Martin Donkin writes:
Thirteen people met on Tyneside on 11 February to consider the ideas and practice of Manavodaya. We began the day with yoga and meditation. We heard Pete Richmond and Doreen Kelly talk about the work of Manavodaya in rural India – helping villagers to set up self-help groups. Pete and Doreen described how Manavodaya International UK was trying to financially support this work in India and explore connections with and relevance to practice in the UK.
The discussion focused on three areas where there might be relevance to the UK.
- Inner developement – some participants already practiced some reflective techniques or gave carefull consideration to their behaviour and its impact upon people they were trying to support.
- Professional work – facilitators of work who support dispossessed or marginalised people often work flat out to keep their organisation going.

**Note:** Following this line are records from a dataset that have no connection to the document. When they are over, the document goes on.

//! 레이팅 조회 및 추천 랭킹.
//!
//! - 필터/페이지/정렬이 있는 목록 조회 ([`QueryEngine::list`])
//! - 브로커 가중치 기반 buy → hold → sell 추천 ([`QueryEngine::recommendations`])

pub mod memory;
pub mod postgres;
pub mod request;

use async_trait::async_trait;
use insight_core::{RatingEvent, Recommendation, RECOMMENDATIONS_PER_BUCKET};
use std::sync::Arc;
use thiserror::Error;
use tracing::{error, instrument};

use crate::error::DataError;

pub use request::{
    ListingOrder, ListingPage, ListingRequest, OrderBy, OrderDir, Pagination, RatingFilter,
    DEFAULT_LIMIT, DEFAULT_PAGE, MAX_LIMIT,
};

/// 조회 오류.
#[derive(Debug, Error)]
pub enum QueryError {
    /// 잘못된 요청 값 (400)
    #[error("Invalid input: {0}")]
    InvalidInput(String),

    /// 저장소 읽기 실패 (500, 부분 결과 없음)
    #[error("Store error: {0}")]
    Store(#[from] DataError),
}

/// 저장소별 조회 구현.
#[async_trait]
pub trait RatingQueries: Send + Sync {
    /// 조건에 맞는 한 페이지와 전체 건수.
    async fn list_ratings(
        &self,
        filter: &RatingFilter,
        pagination: Pagination,
        order: ListingOrder,
    ) -> crate::error::Result<(Vec<RatingEvent>, u64)>;

    /// buy → hold → sell 순서로 버킷마다 가중치 상위 `per_bucket`개.
    async fn recommendations(&self, per_bucket: usize)
        -> crate::error::Result<Vec<Recommendation>>;
}

/// 조회 서비스.
#[derive(Clone)]
pub struct QueryEngine {
    queries: Arc<dyn RatingQueries>,
}

impl QueryEngine {
    pub fn new(queries: Arc<dyn RatingQueries>) -> Self {
        Self { queries }
    }

    /// 쿼리 파라미터로 목록을 조회합니다.
    pub async fn list(&self, request: ListingRequest) -> Result<ListingPage, QueryError> {
        let (filter, pagination, order) = request.into_parts()?;
        self.list_with(&filter, pagination, order).await
    }

    /// 이미 분해된 조건으로 목록을 조회합니다.
    #[instrument(skip(self, filter))]
    pub async fn list_with(
        &self,
        filter: &RatingFilter,
        pagination: Pagination,
        order: ListingOrder,
    ) -> Result<ListingPage, QueryError> {
        let (items, total) = self
            .queries
            .list_ratings(filter, pagination, order)
            .await
            .map_err(|e| {
                error!(error = %e, "레이팅 목록 조회 실패");
                QueryError::Store(e)
            })?;

        Ok(ListingPage::new(pagination, total, items))
    }

    /// 버킷당 10개씩 최대 30개의 추천.
    pub async fn recommendations(&self) -> Result<Vec<Recommendation>, QueryError> {
        self.queries
            .recommendations(RECOMMENDATIONS_PER_BUCKET)
            .await
            .map_err(|e| {
                error!(error = %e, "추천 조회 실패");
                QueryError::Store(e)
            })
    }
}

There seems little time for reflection about how our values are reflected in our behaviour. Self-reflection will benefit our work and sense of fulfillment.

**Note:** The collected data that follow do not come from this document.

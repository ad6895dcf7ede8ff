//! 목록 조회 요청/응답 타입.
//!
//! 쿼리 파라미터 → [`ListingRequest`] → ([`RatingFilter`], [`Pagination`], [`ListingOrder`]).

use chrono::{DateTime, NaiveDate, NaiveTime, Utc};
use insight_core::RatingEvent;
use rust_decimal::Decimal;
use serde::{Deserialize, Serialize};
use validator::{Validate, ValidationError};

use super::QueryError;

/// 기본 페이지 번호.
pub const DEFAULT_PAGE: u32 = 1;
/// 기본 페이지 크기.
pub const DEFAULT_LIMIT: u32 = 20;
/// 페이지 크기 상한.
pub const MAX_LIMIT: u32 = 500;

// ==================== 필터 ====================

/// 레이팅 이벤트 필터.
///
/// 문자열 필드는 대소문자 무시 부분 일치, 숫자/날짜는 양 끝 포함 범위입니다.
#[derive(Debug, Clone, Default, PartialEq)]
pub struct RatingFilter {
    pub ticker: Option<String>,
    pub company: Option<String>,
    pub brokerage: Option<String>,
    pub target_from_min: Option<Decimal>,
    pub target_from_max: Option<Decimal>,
    pub target_to_min: Option<Decimal>,
    pub target_to_max: Option<Decimal>,
    pub date_from: Option<DateTime<Utc>>,
    pub date_to: Option<DateTime<Utc>>,
}

impl RatingFilter {
    /// 이벤트가 모든 조건을 만족하는지 확인합니다.
    pub fn matches(&self, event: &RatingEvent) -> bool {
        contains_ci(&event.ticker, self.ticker.as_deref())
            && contains_ci(&event.company, self.company.as_deref())
            && contains_ci(&event.brokerage, self.brokerage.as_deref())
            && within(event.target_from, self.target_from_min, self.target_from_max)
            && within(event.target_to, self.target_to_min, self.target_to_max)
            && within(event.reported_at, self.date_from, self.date_to)
    }
}

fn contains_ci(value: &str, needle: Option<&str>) -> bool {
    match needle {
        Some(needle) => value.to_lowercase().contains(&needle.to_lowercase()),
        None => true,
    }
}

fn within<T: PartialOrd>(value: T, min: Option<T>, max: Option<T>) -> bool {
    min.map_or(true, |min| value >= min) && max.map_or(true, |max| value <= max)
}

// ==================== 페이지네이션 ====================

/// 페이지 정보. `limit`은 [`MAX_LIMIT`]으로 제한됩니다.
#[derive(Debug, Clone, Copy, PartialEq, Eq)]
pub struct Pagination {
    page: u32,
    limit: u32,
}

impl Pagination {
    pub fn new(page: u32, limit: u32) -> Result<Self, QueryError> {
        if page < 1 {
            return Err(QueryError::InvalidInput(
                "page는 1 이상이어야 합니다".to_string(),
            ));
        }
        if limit < 1 {
            return Err(QueryError::InvalidInput(
                "limit은 1 이상이어야 합니다".to_string(),
            ));
        }
        Ok(Self {
            page,
            limit: limit.min(MAX_LIMIT),
        })
    }

    pub fn page(&self) -> u32 {
        self.page
    }

    pub fn limit(&self) -> u32 {
        self.limit
    }

    /// `(page - 1) * limit`
    pub fn offset(&self) -> u64 {
        u64::from(self.page - 1) * u64::from(self.limit)
    }

    /// `ceil(total / limit)`
    pub fn total_pages(&self, total: u64) -> u64 {
        total.div_ceil(u64::from(self.limit))
    }
}

impl Default for Pagination {
    fn default() -> Self {
        Self {
            page: DEFAULT_PAGE,
            limit: DEFAULT_LIMIT,
        }
    }
}

// ==================== 정렬 ====================

/// 정렬 컬럼 (허용 목록).
#[derive(Debug, Clone, Copy, PartialEq, Eq, Default)]
pub enum OrderBy {
    #[default]
    ReportedAt,
    TargetTo,
    TargetFrom,
    Ticker,
}

impl OrderBy {
    /// 허용 목록에 없는 값은 `reported_at`으로 대체합니다.
    pub fn parse_or_default(value: &str) -> Self {
        match value.trim() {
            "target_to" => Self::TargetTo,
            "target_from" => Self::TargetFrom,
            "ticker" => Self::Ticker,
            _ => Self::ReportedAt,
        }
    }

    /// SQL 컬럼명.
    pub fn column(&self) -> &'static str {
        match self {
            Self::ReportedAt => "reported_at",
            Self::TargetTo => "target_to",
            Self::TargetFrom => "target_from",
            Self::Ticker => "ticker",
        }
    }
}

/// 정렬 방향.
#[derive(Debug, Clone, Copy, PartialEq, Eq, Default)]
pub enum OrderDir {
    Asc,
    #[default]
    Desc,
}

impl OrderDir {
    /// "asc"(대소문자 무시)만 오름차순, 나머지는 내림차순.
    pub fn parse_or_default(value: &str) -> Self {
        if value.trim().eq_ignore_ascii_case("asc") {
            Self::Asc
        } else {
            Self::Desc
        }
    }

    /// SQL 키워드.
    pub fn keyword(&self) -> &'static str {
        match self {
            Self::Asc => "ASC",
            Self::Desc => "DESC",
        }
    }
}

/// 목록 정렬.
#[derive(Debug, Clone, Copy, PartialEq, Eq, Default)]
pub struct ListingOrder {
    pub by: OrderBy,
    pub dir: OrderDir,
}

// ==================== 요청 ====================

/// 목록 조회 요청 (쿼리 파라미터).
///
/// 알 수 없는 키는 거부합니다.
#[derive(Debug, Clone, Default, Deserialize, Validate)]
#[serde(deny_unknown_fields)]
pub struct ListingRequest {
    #[validate(range(min = 1, message = "page는 1 이상이어야 합니다"))]
    pub page: Option<u32>,

    #[validate(range(min = 1, message = "limit은 1 이상이어야 합니다"))]
    pub limit: Option<u32>,

    pub ticker: Option<String>,
    pub company: Option<String>,
    pub brokerage: Option<String>,

    pub target_from_min: Option<Decimal>,
    pub target_from_max: Option<Decimal>,
    pub target_to_min: Option<Decimal>,
    pub target_to_max: Option<Decimal>,

    /// RFC3339 시각 또는 YYYY-MM-DD
    #[validate(custom(function = "validate_instant"))]
    pub date_from: Option<String>,

    /// RFC3339 시각 또는 YYYY-MM-DD (날짜만 주면 그날 끝까지 포함)
    #[validate(custom(function = "validate_instant"))]
    pub date_to: Option<String>,

    #[serde(rename = "orderBy")]
    pub order_by: Option<String>,

    #[serde(rename = "orderDir")]
    pub order_dir: Option<String>,
}

fn validate_instant(value: &str) -> Result<(), ValidationError> {
    if parse_instant(value, false).is_none() {
        return Err(ValidationError::new("invalid_date_format")
            .with_message("날짜 형식은 RFC3339 또는 YYYY-MM-DD여야 합니다".into()));
    }
    Ok(())
}

/// RFC3339 시각 또는 YYYY-MM-DD를 파싱합니다.
///
/// 날짜만 주어지면 `end_of_day`에 따라 00:00:00 또는 23:59:59.999999999 UTC입니다.
fn parse_instant(value: &str, end_of_day: bool) -> Option<DateTime<Utc>> {
    let value = value.trim();
    if let Ok(ts) = DateTime::parse_from_rfc3339(value) {
        return Some(ts.with_timezone(&Utc));
    }

    let day = NaiveDate::parse_from_str(value, "%Y-%m-%d").ok()?;
    let time = if end_of_day {
        NaiveTime::from_hms_nano_opt(23, 59, 59, 999_999_999)?
    } else {
        NaiveTime::MIN
    };
    Some(day.and_time(time).and_utc())
}

/// 빈 문자열 필터는 없는 것으로 취급합니다.
fn non_blank(value: Option<String>) -> Option<String> {
    value
        .map(|v| v.trim().to_string())
        .filter(|v| !v.is_empty())
}

impl ListingRequest {
    /// 검증 후 필터/페이지/정렬로 분해합니다.
    pub fn into_parts(self) -> Result<(RatingFilter, Pagination, ListingOrder), QueryError> {
        if let Err(errors) = self.validate() {
            let message = errors
                .field_errors()
                .iter()
                .flat_map(|(field, errors)| {
                    errors.iter().map(move |e| {
                        e.message
                            .as_ref()
                            .map(|m| m.to_string())
                            .unwrap_or_else(|| format!("{}: 유효하지 않은 값", field))
                    })
                })
                .collect::<Vec<_>>()
                .join("; ");
            return Err(QueryError::InvalidInput(message));
        }

        let pagination = Pagination::new(
            self.page.unwrap_or(DEFAULT_PAGE),
            self.limit.unwrap_or(DEFAULT_LIMIT),
        )?;

        let order = ListingOrder {
            by: self
                .order_by
                .as_deref()
                .map(OrderBy::parse_or_default)
                .unwrap_or_default(),
            dir: self
                .order_dir
                .as_deref()
                .map(OrderDir::parse_or_default)
                .unwrap_or_default(),
        };

        let filter = RatingFilter {
            ticker: non_blank(self.ticker),
            company: non_blank(self.company),
            brokerage: non_blank(self.brokerage),
            target_from_min: self.target_from_min,
            target_from_max: self.target_from_max,
            target_to_min: self.target_to_min,
            target_to_max: self.target_to_max,
            date_from: self.date_from.as_deref().and_then(|v| parse_instant(v, false)),
            date_to: self.date_to.as_deref().and_then(|v| parse_instant(v, true)),
        };

        Ok((filter, pagination, order))
    }
}

// ==================== 응답 ====================

/// 목록 조회 결과.
#[derive(Debug, Clone, PartialEq, Serialize)]
pub struct ListingPage {
    pub page: u32,
    pub limit: u32,
    /// 필터를 만족하는 전체 건수
    pub total: u64,
    pub total_pages: u64,
    pub items: Vec<RatingEvent>,
}

impl ListingPage {
    pub fn new(pagination: Pagination, total: u64, items: Vec<RatingEvent>) -> Self {
        Self {
            page: pagination.page(),
            limit: pagination.limit(),
            total,
            total_pages: pagination.total_pages(total),
            items,
        }
    }
}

- Equality work – the group considered Manavodaya’s ‘outer development’ or equality work related to the UK. There were many good ideas for collective action: joining a local community action group, environmental work, supporting the Hardest Hit campaign. The group was united by common values around social justice but wondered what would be the group’s common purpose. The Eight Steps in Action were thought to be a useful structure for future discussion while thinking further about how social justice practice could develop.
Some of the discussion was about the universality of the Eight Steps and how there were similar useful frameworks. Many of the group wanted to think more about them and meet again. Others unable to attend on the day can join the discussion then.